__What is required__.
Every line that contains the word "MenuAvailabilityRoute" is to be copied from the listing.

Dataset below:

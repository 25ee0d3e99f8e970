use actix_web::{http::StatusCode, test::TestRequest, web, web::ServiceConfig};
use chrono::Utc;
use qrmenu_engine::{
    db_types::{InventoryItem, Money, Quantity, Review},
    GatewayError,
    MenuApi,
    RestaurantApi,
};
use serde_json::json;

use super::{
    helpers::{menu_item, owner_token, restaurant, send_request, OWNER_ID},
    mocks::MockStorefront,
};
use crate::routes::{
    AddMenuItemRoute,
    InventoryStockRoute,
    MenuAvailabilityRoute,
    MyRestaurantRoute,
    ReviewVisibilityRoute,
    SaveRestaurantRoute,
};

fn configure(menu: MockStorefront, restaurants: MockStorefront) -> impl FnOnce(&mut ServiceConfig) {
    move |cfg| {
        cfg.app_data(web::Data::new(MenuApi::new(menu)))
            .app_data(web::Data::new(RestaurantApi::new(restaurants)))
            .service(MyRestaurantRoute::<MockStorefront>::new())
            .service(SaveRestaurantRoute::<MockStorefront>::new())
            .service(ReviewVisibilityRoute::<MockStorefront>::new())
            .service(AddMenuItemRoute::<MockStorefront>::new())
            .service(MenuAvailabilityRoute::<MockStorefront>::new())
            .service(InventoryStockRoute::<MockStorefront>::new());
    }
}

fn existing_restaurant() -> MockStorefront {
    let mut db = MockStorefront::new();
    db.expect_fetch_restaurant_for_owner().returning(|owner| Ok(Some(restaurant(3, owner, "spice-garden"))));
    db
}

fn settings(slug: &str) -> serde_json::Value {
    json!({ "name": "Spice Garden", "slug": slug, "city": "Bengaluru", "total_tables": 12 })
}

#[actix_web::test]
async fn first_save_creates_the_restaurant() {
    let _ = env_logger::try_init().ok();
    let mut db = MockStorefront::new();
    db.expect_fetch_restaurant_for_owner().returning(|_| Ok(None));
    db.expect_upsert_restaurant().withf(|owner, s| owner == OWNER_ID && s.slug == "spice-garden").times(1).returning(
        |owner, s| {
            let mut r = restaurant(3, owner, &s.slug);
            r.total_tables = s.total_tables;
            Ok(r)
        },
    );
    let req = TestRequest::put().uri("/api/restaurant").set_json(settings("spice-garden"));
    let res = send_request(req, Some(&owner_token()), configure(MockStorefront::new(), db)).await;
    assert_eq!(res.status, StatusCode::OK);
    assert_eq!(res.json()["slug"], "spice-garden");
    assert_eq!(res.json()["is_accepting_orders"], true);
}

#[actix_web::test]
async fn the_slug_is_fixed_once_published() {
    let _ = env_logger::try_init().ok();
    let mut db = existing_restaurant();
    db.expect_upsert_restaurant().never();
    let req = TestRequest::put().uri("/api/restaurant").set_json(settings("spice-garden-2"));
    let res = send_request(req, Some(&owner_token()), configure(MockStorefront::new(), db)).await;
    assert_eq!(res.status, StatusCode::BAD_REQUEST);
}

#[actix_web::test]
async fn the_slug_must_be_unique() {
    let _ = env_logger::try_init().ok();
    let mut db = MockStorefront::new();
    db.expect_fetch_restaurant_for_owner().returning(|_| Ok(None));
    db.expect_upsert_restaurant().returning(|_, _| Err(GatewayError::Duplicate("restaurants.slug".into())));
    let req = TestRequest::put().uri("/api/restaurant").set_json(settings("spice-garden"));
    let res = send_request(req, Some(&owner_token()), configure(MockStorefront::new(), db)).await;
    assert_eq!(res.status, StatusCode::CONFLICT);
}

#[actix_web::test]
async fn invalid_slug() {
    let _ = env_logger::try_init().ok();
    let mut db = existing_restaurant();
    db.expect_upsert_restaurant().never();
    let req = TestRequest::put().uri("/api/restaurant").set_json(settings("Spice Garden!"));
    let res = send_request(req, Some(&owner_token()), configure(MockStorefront::new(), db)).await;
    assert_eq!(res.status, StatusCode::BAD_REQUEST);
}

#[actix_web::test]
async fn settings_need_a_token() {
    let _ = env_logger::try_init().ok();
    let res = send_request(
        TestRequest::get().uri("/api/restaurant"),
        None,
        configure(MockStorefront::new(), existing_restaurant()),
    )
    .await;
    assert_eq!(res.status, StatusCode::UNAUTHORIZED);
    let res = send_request(
        TestRequest::get().uri("/api/restaurant"),
        Some(&owner_token()),
        configure(MockStorefront::new(), existing_restaurant()),
    )
    .await;
    assert_eq!(res.status, StatusCode::OK);
    assert_eq!(res.json()["owner_id"], OWNER_ID);
}

#[actix_web::test]
async fn approve_a_review() {
    let _ = env_logger::try_init().ok();
    let mut db = existing_restaurant();
    let review = |restaurant_id, is_visible| Review {
        id: 11,
        restaurant_id,
        author_name: "Meera".into(),
        rating: 4,
        comment: String::new(),
        is_visible,
        created_at: Utc::now(),
    };
    db.expect_fetch_review().returning(move |id| Ok(Some(review(if id == 11 { 3 } else { 9 }, false))));
    db.expect_set_review_visibility()
        .withf(|id, visible| *id == 11 && *visible)
        .times(1)
        .returning(move |_, visible| Ok(Some(review(3, visible))));
    let req = TestRequest::patch().uri("/api/reviews/11/visibility").set_json(json!({ "is_visible": true }));
    let res = send_request(req, Some(&owner_token()), configure(MockStorefront::new(), db)).await;
    assert_eq!(res.status, StatusCode::OK);
    assert_eq!(res.json()["is_visible"], true);
}

#[actix_web::test]
async fn add_a_menu_item() {
    let _ = env_logger::try_init().ok();
    let mut menu = MockStorefront::new();
    menu.expect_insert_menu_item()
        .withf(|item| item.restaurant_id == 3 && item.name == "Rava Dosa" && item.category == "Breakfast")
        .times(1)
        .returning(|item| Ok(menu_item(4, item.restaurant_id, &item.name, 110, &item.category)));
    // The client cannot pick the restaurant
    let body =
        json!({ "restaurant_id": 9, "name": "Rava Dosa", "price": Money::from_major(110), "category": "Breakfast" });
    let req = TestRequest::post().uri("/api/menu").set_json(body);
    let res = send_request(req, Some(&owner_token()), configure(menu, existing_restaurant())).await;
    assert_eq!(res.status, StatusCode::CREATED);
    assert_eq!(res.json()["restaurant_id"], 3);
}

#[actix_web::test]
async fn menu_items_need_a_positive_price() {
    let _ = env_logger::try_init().ok();
    let mut menu = MockStorefront::new();
    menu.expect_insert_menu_item().never();
    let req = TestRequest::post().uri("/api/menu").set_json(json!({ "name": "Free Dosa", "price": 0 }));
    let res = send_request(req, Some(&owner_token()), configure(menu, existing_restaurant())).await;
    assert_eq!(res.status, StatusCode::BAD_REQUEST);
}

#[actix_web::test]
async fn switch_off_another_restaurants_item() {
    let _ = env_logger::try_init().ok();
    let mut menu = MockStorefront::new();
    menu.expect_fetch_menu_item().returning(|id| Ok(Some(menu_item(id, 9, "Biryani", 250, "Mains"))));
    menu.expect_update_menu_item().never();
    let req = TestRequest::patch().uri("/api/menu/5/availability").set_json(json!({ "is_available": false }));
    let res = send_request(req, Some(&owner_token()), configure(menu, existing_restaurant())).await;
    assert_eq!(res.status, StatusCode::FORBIDDEN);
}

#[actix_web::test]
async fn switch_off_a_menu_item() {
    let _ = env_logger::try_init().ok();
    let mut menu = MockStorefront::new();
    menu.expect_fetch_menu_item().returning(|id| Ok(Some(menu_item(id, 3, "Masala Dosa", 90, "Breakfast"))));
    menu.expect_update_menu_item()
        .withf(|id, update| *id == 1 && update.is_available == Some(false))
        .times(1)
        .returning(|id, _| {
            let mut item = menu_item(id, 3, "Masala Dosa", 90, "Breakfast");
            item.is_available = false;
            Ok(Some(item))
        });
    let req = TestRequest::patch().uri("/api/menu/1/availability").set_json(json!({ "is_available": false }));
    let res = send_request(req, Some(&owner_token()), configure(menu, existing_restaurant())).await;
    assert_eq!(res.status, StatusCode::OK);
    assert_eq!(res.json()["is_available"], false);
}

fn inventory_item(id: i64, restaurant_id: i64, current_stock: Quantity) -> InventoryItem {
    InventoryItem {
        id,
        restaurant_id,
        name: "Dosa batter".into(),
        current_stock,
        unit: "kg".into(),
        cost_per_unit: Money::from_major(60),
        low_stock_threshold: Quantity::from_units(2),
        updated_at: Utc::now(),
    }
}

#[actix_web::test]
async fn restock_an_inventory_item() {
    let _ = env_logger::try_init().ok();
    let mut menu = MockStorefront::new();
    menu.expect_fetch_inventory_item().returning(|id| Ok(Some(inventory_item(id, 3, Quantity::default()))));
    menu.expect_update_inventory_stock()
        .withf(|id, stock| *id == 7 && *stock == Quantity::from_units(5))
        .times(1)
        .returning(|id, stock| Ok(Some(inventory_item(id, 3, stock))));
    let req = TestRequest::patch()
        .uri("/api/inventory/7/stock")
        .set_json(json!({ "current_stock": Quantity::from_units(5) }));
    let res = send_request(req, Some(&owner_token()), configure(menu, existing_restaurant())).await;
    assert_eq!(res.status, StatusCode::OK);
    assert_eq!(res.json()["current_stock"], json!(Quantity::from_units(5)));
}

#[actix_web::test]
async fn stock_cannot_go_negative() {
    let _ = env_logger::try_init().ok();
    let mut menu = MockStorefront::new();
    menu.expect_update_inventory_stock().never();
    let req = TestRequest::patch()
        .uri("/api/inventory/7/stock")
        .set_json(json!({ "current_stock": Quantity::from_units(-1) }));
    let res = send_request(req, Some(&owner_token()), configure(menu, existing_restaurant())).await;
    assert_eq!(res.status, StatusCode::BAD_REQUEST);
}
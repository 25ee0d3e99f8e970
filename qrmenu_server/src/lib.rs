//! # QR Menu Storefront server
//! This crate hosts the HTTP server for the storefront. It is responsible for:
//! * Serving the public menu of each restaurant, optionally scoped to a table by its QR code.
//! * Taking orders at checkout and remembering the customer's active order in a cookie.
//! * Showing customers the status of their order, as a snapshot or as a live event stream.
//! * The owner dashboard API: the order board, order actions, restaurant settings, menu and inventory.
//!
//! ## Configuration
//! The server is configured via environment variables. See [config](config/index.html) for more information.
//!
//! ## Routes
//! The server exposes the following routes:
//! * `/health`: A health check route that returns a 200 OK response.
//! * `/menu/{slug}`, `/menu/{slug}/checkout`, `/menu/{slug}/reviews`: the public storefront.
//! * `/order-success/{order_id}` and `/order-success/{order_id}/live`: order tracking.
//! * `/active-order`: the order id remembered in the customer's cookie.
//! * `/api/...`: the owner dashboard. These routes need an `Authorization: Bearer <token>` header.

pub mod auth;
pub mod cli;
pub mod config;
pub mod data_objects;
pub mod errors;

pub mod helpers;
pub mod routes;
pub mod server;

#[cfg(test)]
mod endpoint_tests;
use std::fmt::Debug;

use async_trait::async_trait;
use log::*;
use sqlx::SqlitePool;

use super::{db_url, inventory, menu, new_pool, orders, restaurants, reviews, SqliteDatabaseError};
use crate::{
    db::{
        sqlite::orders::OrderQueryFilter,
        traits::{
            ChangeNotifications,
            GatewayError,
            MenuManagement,
            OrderManagement,
            RestaurantManagement,
            StatusUpdateResult,
            StorefrontDatabase,
        },
    },
    db_types::{
        InventoryItem,
        MenuItem,
        MenuItemUpdate,
        NewInventoryItem,
        NewMenuItem,
        NewOrder,
        NewReview,
        Order,
        OrderId,
        OrderStatusType,
        Quantity,
        Restaurant,
        RestaurantSettings,
        Review,
    },
    events::{ChangeEvent, ChangeFeed, ChangeFilter, RowChange, Subscription},
};

/// The SQLite Gateway. Clones share the connection pool and the change feed.
#[derive(Clone)]
pub struct SqliteDatabase {
    url: String,
    pool: SqlitePool,
    feed: ChangeFeed,
}

impl Debug for SqliteDatabase {
    fn fmt(&self, f: &mut std::fmt::Formatter<'_>) -> std::fmt::Result {
        write!(f, "SqliteDatabase ({}, {} subscriber(s))", self.url, self.feed.subscriber_count())
    }
}

impl SqliteDatabase {
    /// Creates a new database API object using the `QRM_DATABASE_URL` environment variable.
    pub async fn new(max_connections: u32) -> Result<Self, SqliteDatabaseError> {
        let url = db_url();
        SqliteDatabase::new_with_url(&url, max_connections).await
    }

    pub async fn new_with_url(url: &str, max_connections: u32) -> Result<Self, SqliteDatabaseError> {
        Self::new_with_feed(url, max_connections, ChangeFeed::default()).await
    }

    pub async fn new_with_feed(url: &str, max_connections: u32, feed: ChangeFeed) -> Result<Self, SqliteDatabaseError> {
        let pool = new_pool(url, max_connections).await?;
        Ok(Self { url: url.to_string(), pool, feed })
    }

    pub async fn run_migrations(&self) -> Result<(), SqliteDatabaseError> {
        sqlx::migrate!("./src/db/sqlite/migrations").run(&self.pool).await?;
        info!("🗃️ Migrations complete");
        Ok(())
    }

    pub fn pool(&self) -> &SqlitePool {
        &self.pool
    }

    pub fn change_feed(&self) -> &ChangeFeed {
        &self.feed
    }

    pub async fn close(&self) {
        self.pool.close().await;
    }
}

impl StorefrontDatabase for SqliteDatabase {
    fn url(&self) -> &str {
        self.url.as_str()
    }
}

impl ChangeNotifications for SqliteDatabase {
    fn subscribe(&self, filter: ChangeFilter) -> Subscription {
        self.feed.subscribe(filter)
    }
}

#[async_trait]
impl OrderManagement for SqliteDatabase {
    async fn insert_order(&self, order: NewOrder) -> Result<Order, GatewayError> {
        let mut conn = self.pool.acquire().await?;
        let order = orders::insert_order(order, &mut conn).await?;
        self.feed.publish(ChangeEvent::Orders(RowChange::Insert { new: order.clone() }));
        Ok(order)
    }

    async fn fetch_order(&self, order_id: &OrderId) -> Result<Option<Order>, GatewayError> {
        let mut conn = self.pool.acquire().await?;
        Ok(orders::fetch_order(order_id, &mut conn).await?)
    }

    async fn fetch_orders_for_restaurant(&self, restaurant_id: i64, limit: u32) -> Result<Vec<Order>, GatewayError> {
        let mut conn = self.pool.acquire().await?;
        let query = OrderQueryFilter::default().with_restaurant_id(restaurant_id).with_limit(limit);
        Ok(orders::fetch_orders(query, &mut conn).await?)
    }

    async fn update_order_status(
        &self,
        order_id: &OrderId,
        expected: OrderStatusType,
        new_status: OrderStatusType,
    ) -> Result<StatusUpdateResult, GatewayError> {
        let mut tx = self.pool.begin().await?;
        let Some(old) = orders::fetch_order(order_id, &mut tx).await? else {
            return Ok(StatusUpdateResult::NotFound);
        };
        let result = match orders::update_order_status(order_id, expected, new_status, &mut tx).await? {
            Some(new) => StatusUpdateResult::Updated { old, new },
            None => StatusUpdateResult::Conflict(old),
        };
        tx.commit().await?;
        if let StatusUpdateResult::Updated { old, new } = &result {
            debug!("🗃️ Order {order_id} status changed from {} to {}", old.status, new.status);
            self.feed.publish(ChangeEvent::Orders(RowChange::Update { old: old.clone(), new: new.clone() }));
        }
        Ok(result)
    }
}

#[async_trait]
impl MenuManagement for SqliteDatabase {
    async fn insert_menu_item(&self, item: NewMenuItem) -> Result<MenuItem, GatewayError> {
        let mut tx = self.pool.begin().await?;
        let id = menu::insert_menu_item(item, &mut tx).await?;
        let item = menu::fetch_menu_item(id, &mut tx).await?.ok_or(SqliteDatabaseError::MenuItemNotFound(id))?;
        tx.commit().await?;
        self.feed.publish(ChangeEvent::MenuItems(RowChange::Insert { new: item.clone() }));
        Ok(item)
    }

    async fn fetch_menu_item(&self, item_id: i64) -> Result<Option<MenuItem>, GatewayError> {
        let mut conn = self.pool.acquire().await?;
        Ok(menu::fetch_menu_item(item_id, &mut conn).await?)
    }

    async fn fetch_menu_for_restaurant(
        &self,
        restaurant_id: i64,
        only_available: bool,
    ) -> Result<Vec<MenuItem>, GatewayError> {
        let mut conn = self.pool.acquire().await?;
        Ok(menu::fetch_menu_for_restaurant(restaurant_id, only_available, &mut conn).await?)
    }

    async fn update_menu_item(&self, item_id: i64, update: MenuItemUpdate) -> Result<Option<MenuItem>, GatewayError> {
        let mut tx = self.pool.begin().await?;
        let Some(old) = menu::fetch_menu_item(item_id, &mut tx).await? else {
            return Ok(None);
        };
        if menu::update_menu_item(item_id, update, &mut tx).await? == 0 {
            return Ok(Some(old));
        }
        let new = menu::fetch_menu_item(item_id, &mut tx).await?.ok_or(SqliteDatabaseError::MenuItemNotFound(item_id))?;
        tx.commit().await?;
        self.feed.publish(ChangeEvent::MenuItems(RowChange::Update { old, new: new.clone() }));
        Ok(Some(new))
    }

    async fn insert_inventory_item(&self, item: NewInventoryItem) -> Result<InventoryItem, GatewayError> {
        let mut conn = self.pool.acquire().await?;
        let item = inventory::insert_inventory_item(item, &mut conn).await?;
        self.feed.publish(ChangeEvent::Inventory(RowChange::Insert { new: item.clone() }));
        Ok(item)
    }

    async fn fetch_inventory_item(&self, item_id: i64) -> Result<Option<InventoryItem>, GatewayError> {
        let mut conn = self.pool.acquire().await?;
        Ok(inventory::fetch_inventory_item(item_id, &mut conn).await?)
    }

    async fn fetch_inventory_for_restaurant(&self, restaurant_id: i64) -> Result<Vec<InventoryItem>, GatewayError> {
        let mut conn = self.pool.acquire().await?;
        Ok(inventory::fetch_inventory_for_restaurant(restaurant_id, &mut conn).await?)
    }

    async fn update_inventory_stock(
        &self,
        item_id: i64,
        current_stock: Quantity,
    ) -> Result<Option<InventoryItem>, GatewayError> {
        if current_stock.is_negative() {
            return Err(GatewayError::ConstraintViolation(format!("Stock cannot be negative ({current_stock})")));
        }
        let mut tx = self.pool.begin().await?;
        let Some(old) = inventory::fetch_inventory_item(item_id, &mut tx).await? else {
            return Ok(None);
        };
        let new = inventory::update_stock(item_id, current_stock, &mut tx)
            .await?
            .ok_or(SqliteDatabaseError::InventoryItemNotFound(item_id))?;
        tx.commit().await?;
        self.feed.publish(ChangeEvent::Inventory(RowChange::Update { old, new: new.clone() }));
        Ok(Some(new))
    }
}

#[async_trait]
impl RestaurantManagement for SqliteDatabase {
    async fn upsert_restaurant(&self, owner_id: &str, settings: RestaurantSettings) -> Result<Restaurant, GatewayError> {
        let mut tx = self.pool.begin().await?;
        let restaurant = restaurants::upsert_for_owner(owner_id, settings, &mut tx).await?;
        tx.commit().await?;
        Ok(restaurant)
    }

    async fn fetch_restaurant(&self, restaurant_id: i64) -> Result<Option<Restaurant>, GatewayError> {
        let mut conn = self.pool.acquire().await?;
        Ok(restaurants::fetch_by_id(restaurant_id, &mut conn).await?)
    }

    async fn fetch_restaurant_by_slug(&self, slug: &str) -> Result<Option<Restaurant>, GatewayError> {
        let mut conn = self.pool.acquire().await?;
        Ok(restaurants::fetch_by_slug(slug, &mut conn).await?)
    }

    async fn fetch_restaurant_for_owner(&self, owner_id: &str) -> Result<Option<Restaurant>, GatewayError> {
        let mut conn = self.pool.acquire().await?;
        Ok(restaurants::fetch_for_owner(owner_id, &mut conn).await?)
    }

    async fn insert_review(&self, restaurant_id: i64, review: NewReview) -> Result<Review, GatewayError> {
        let mut conn = self.pool.acquire().await?;
        Ok(reviews::insert_review(restaurant_id, review, &mut conn).await?)
    }

    async fn fetch_review(&self, review_id: i64) -> Result<Option<Review>, GatewayError> {
        let mut conn = self.pool.acquire().await?;
        Ok(reviews::fetch_review(review_id, &mut conn).await?)
    }

    async fn fetch_visible_reviews(&self, restaurant_id: i64) -> Result<Vec<Review>, GatewayError> {
        let mut conn = self.pool.acquire().await?;
        Ok(reviews::fetch_visible_reviews(restaurant_id, &mut conn).await?)
    }

    async fn set_review_visibility(&self, review_id: i64, is_visible: bool) -> Result<Option<Review>, GatewayError> {
        let mut conn = self.pool.acquire().await?;
        Ok(reviews::set_visibility(review_id, is_visible, &mut conn).await?)
    }
}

End of Dataset.

__Solution__.
    MenuAvailabilityRoute,
            .service(MenuAvailabilityRoute::<MockStorefront>::new())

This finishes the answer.